**LISTED ENTRIES**

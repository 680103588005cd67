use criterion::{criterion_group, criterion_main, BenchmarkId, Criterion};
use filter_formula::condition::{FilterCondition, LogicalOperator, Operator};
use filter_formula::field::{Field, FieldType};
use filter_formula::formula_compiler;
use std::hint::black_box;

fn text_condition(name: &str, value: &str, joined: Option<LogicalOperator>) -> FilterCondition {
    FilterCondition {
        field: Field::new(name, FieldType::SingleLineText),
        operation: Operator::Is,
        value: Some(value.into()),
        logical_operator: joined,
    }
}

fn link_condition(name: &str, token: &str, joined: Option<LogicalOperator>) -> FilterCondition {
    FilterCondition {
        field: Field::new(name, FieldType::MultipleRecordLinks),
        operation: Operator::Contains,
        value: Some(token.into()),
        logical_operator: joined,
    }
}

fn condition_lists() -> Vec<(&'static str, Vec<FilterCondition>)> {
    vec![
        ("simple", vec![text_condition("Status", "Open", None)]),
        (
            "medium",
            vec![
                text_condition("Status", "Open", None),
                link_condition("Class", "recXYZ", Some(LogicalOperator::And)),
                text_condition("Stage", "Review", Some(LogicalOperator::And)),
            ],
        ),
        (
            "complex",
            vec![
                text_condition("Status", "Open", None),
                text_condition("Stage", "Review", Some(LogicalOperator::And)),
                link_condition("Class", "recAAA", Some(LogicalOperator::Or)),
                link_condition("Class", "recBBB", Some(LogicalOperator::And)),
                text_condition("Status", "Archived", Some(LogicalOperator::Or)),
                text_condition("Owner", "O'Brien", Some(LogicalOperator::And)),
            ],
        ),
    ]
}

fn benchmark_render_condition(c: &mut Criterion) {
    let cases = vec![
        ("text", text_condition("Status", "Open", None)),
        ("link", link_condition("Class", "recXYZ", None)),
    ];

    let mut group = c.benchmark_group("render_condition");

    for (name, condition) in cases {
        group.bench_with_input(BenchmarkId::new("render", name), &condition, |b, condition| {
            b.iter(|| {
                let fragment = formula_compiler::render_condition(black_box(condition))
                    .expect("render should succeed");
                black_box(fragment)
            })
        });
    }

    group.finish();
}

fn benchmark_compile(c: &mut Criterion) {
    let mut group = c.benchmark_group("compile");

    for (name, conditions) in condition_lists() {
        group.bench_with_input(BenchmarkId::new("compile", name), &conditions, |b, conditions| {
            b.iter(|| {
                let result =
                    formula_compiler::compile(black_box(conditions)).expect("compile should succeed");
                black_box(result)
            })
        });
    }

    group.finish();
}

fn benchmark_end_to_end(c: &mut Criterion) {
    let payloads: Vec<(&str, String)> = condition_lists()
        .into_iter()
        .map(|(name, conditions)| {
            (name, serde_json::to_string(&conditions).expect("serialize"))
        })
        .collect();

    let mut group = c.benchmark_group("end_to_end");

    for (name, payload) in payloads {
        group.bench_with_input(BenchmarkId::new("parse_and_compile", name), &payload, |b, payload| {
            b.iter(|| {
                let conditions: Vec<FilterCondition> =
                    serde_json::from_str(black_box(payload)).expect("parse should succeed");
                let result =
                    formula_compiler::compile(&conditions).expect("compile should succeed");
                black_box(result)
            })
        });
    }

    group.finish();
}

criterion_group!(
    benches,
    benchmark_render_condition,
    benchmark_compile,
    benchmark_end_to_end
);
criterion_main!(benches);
---
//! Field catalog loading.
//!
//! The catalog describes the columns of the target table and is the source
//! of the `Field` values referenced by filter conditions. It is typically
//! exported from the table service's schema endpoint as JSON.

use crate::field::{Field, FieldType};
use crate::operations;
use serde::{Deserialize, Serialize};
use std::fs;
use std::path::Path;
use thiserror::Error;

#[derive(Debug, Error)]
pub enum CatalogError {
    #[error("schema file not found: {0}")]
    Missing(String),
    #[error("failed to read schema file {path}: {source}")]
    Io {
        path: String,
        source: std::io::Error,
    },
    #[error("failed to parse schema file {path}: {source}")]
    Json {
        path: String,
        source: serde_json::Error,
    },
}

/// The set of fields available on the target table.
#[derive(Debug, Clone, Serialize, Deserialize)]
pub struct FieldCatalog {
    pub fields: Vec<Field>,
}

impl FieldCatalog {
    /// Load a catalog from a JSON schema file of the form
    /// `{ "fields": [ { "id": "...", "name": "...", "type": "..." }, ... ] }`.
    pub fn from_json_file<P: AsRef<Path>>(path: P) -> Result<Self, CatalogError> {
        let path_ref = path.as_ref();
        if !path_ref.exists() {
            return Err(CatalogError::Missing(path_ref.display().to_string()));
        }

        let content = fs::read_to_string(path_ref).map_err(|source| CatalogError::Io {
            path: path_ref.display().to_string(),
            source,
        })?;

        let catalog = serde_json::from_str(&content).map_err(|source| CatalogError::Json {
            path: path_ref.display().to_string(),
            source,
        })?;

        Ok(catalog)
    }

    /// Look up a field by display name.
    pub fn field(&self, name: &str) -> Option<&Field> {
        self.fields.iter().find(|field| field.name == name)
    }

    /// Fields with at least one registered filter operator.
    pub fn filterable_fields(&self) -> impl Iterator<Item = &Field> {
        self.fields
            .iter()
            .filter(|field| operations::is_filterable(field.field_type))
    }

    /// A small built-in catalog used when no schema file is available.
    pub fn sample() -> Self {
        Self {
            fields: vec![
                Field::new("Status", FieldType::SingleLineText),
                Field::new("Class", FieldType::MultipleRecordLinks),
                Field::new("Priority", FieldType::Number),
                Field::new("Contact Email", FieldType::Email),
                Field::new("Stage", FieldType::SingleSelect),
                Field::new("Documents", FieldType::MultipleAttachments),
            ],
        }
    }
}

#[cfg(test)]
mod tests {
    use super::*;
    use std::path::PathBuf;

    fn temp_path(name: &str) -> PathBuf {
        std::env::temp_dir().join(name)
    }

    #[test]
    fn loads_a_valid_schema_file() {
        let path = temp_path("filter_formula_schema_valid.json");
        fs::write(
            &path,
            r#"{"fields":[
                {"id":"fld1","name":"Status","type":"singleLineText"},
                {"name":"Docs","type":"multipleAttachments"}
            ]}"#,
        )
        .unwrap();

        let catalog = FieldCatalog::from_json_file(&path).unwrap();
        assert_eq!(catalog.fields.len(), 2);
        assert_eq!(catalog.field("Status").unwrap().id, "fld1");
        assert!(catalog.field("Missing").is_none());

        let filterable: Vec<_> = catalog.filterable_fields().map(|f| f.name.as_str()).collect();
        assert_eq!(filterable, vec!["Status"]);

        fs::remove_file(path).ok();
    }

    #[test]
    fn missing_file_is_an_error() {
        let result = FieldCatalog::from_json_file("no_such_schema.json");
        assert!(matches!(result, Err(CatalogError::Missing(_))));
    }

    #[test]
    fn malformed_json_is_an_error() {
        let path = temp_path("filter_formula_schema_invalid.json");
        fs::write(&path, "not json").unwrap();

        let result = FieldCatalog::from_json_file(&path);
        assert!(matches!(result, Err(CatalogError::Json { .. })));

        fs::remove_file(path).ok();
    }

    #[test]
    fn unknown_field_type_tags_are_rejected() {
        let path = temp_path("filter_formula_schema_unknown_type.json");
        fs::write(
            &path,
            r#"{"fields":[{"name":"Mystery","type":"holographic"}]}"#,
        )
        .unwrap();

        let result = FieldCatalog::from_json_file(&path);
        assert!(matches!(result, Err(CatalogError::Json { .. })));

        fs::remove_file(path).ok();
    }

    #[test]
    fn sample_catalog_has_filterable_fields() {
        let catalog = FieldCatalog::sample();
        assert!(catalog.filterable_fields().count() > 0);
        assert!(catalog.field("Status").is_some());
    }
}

**WHAT THIS TASK INVOLVES**
Write out only the lines that run from the line containing "repository 680103588005cd67" through the line containing "use std::hint::black_box;", both included, exactly as they appear above.

**ANSWER TO THIS EXERCISE**
repository 680103588005cd67
use criterion::{criterion_group, criterion_main, BenchmarkId, Criterion};
use filter_formula::condition::{FilterCondition, LogicalOperator, Operator};
use filter_formula::field::{Field, FieldType};
use filter_formula::formula_compiler;
use std::hint::black_box;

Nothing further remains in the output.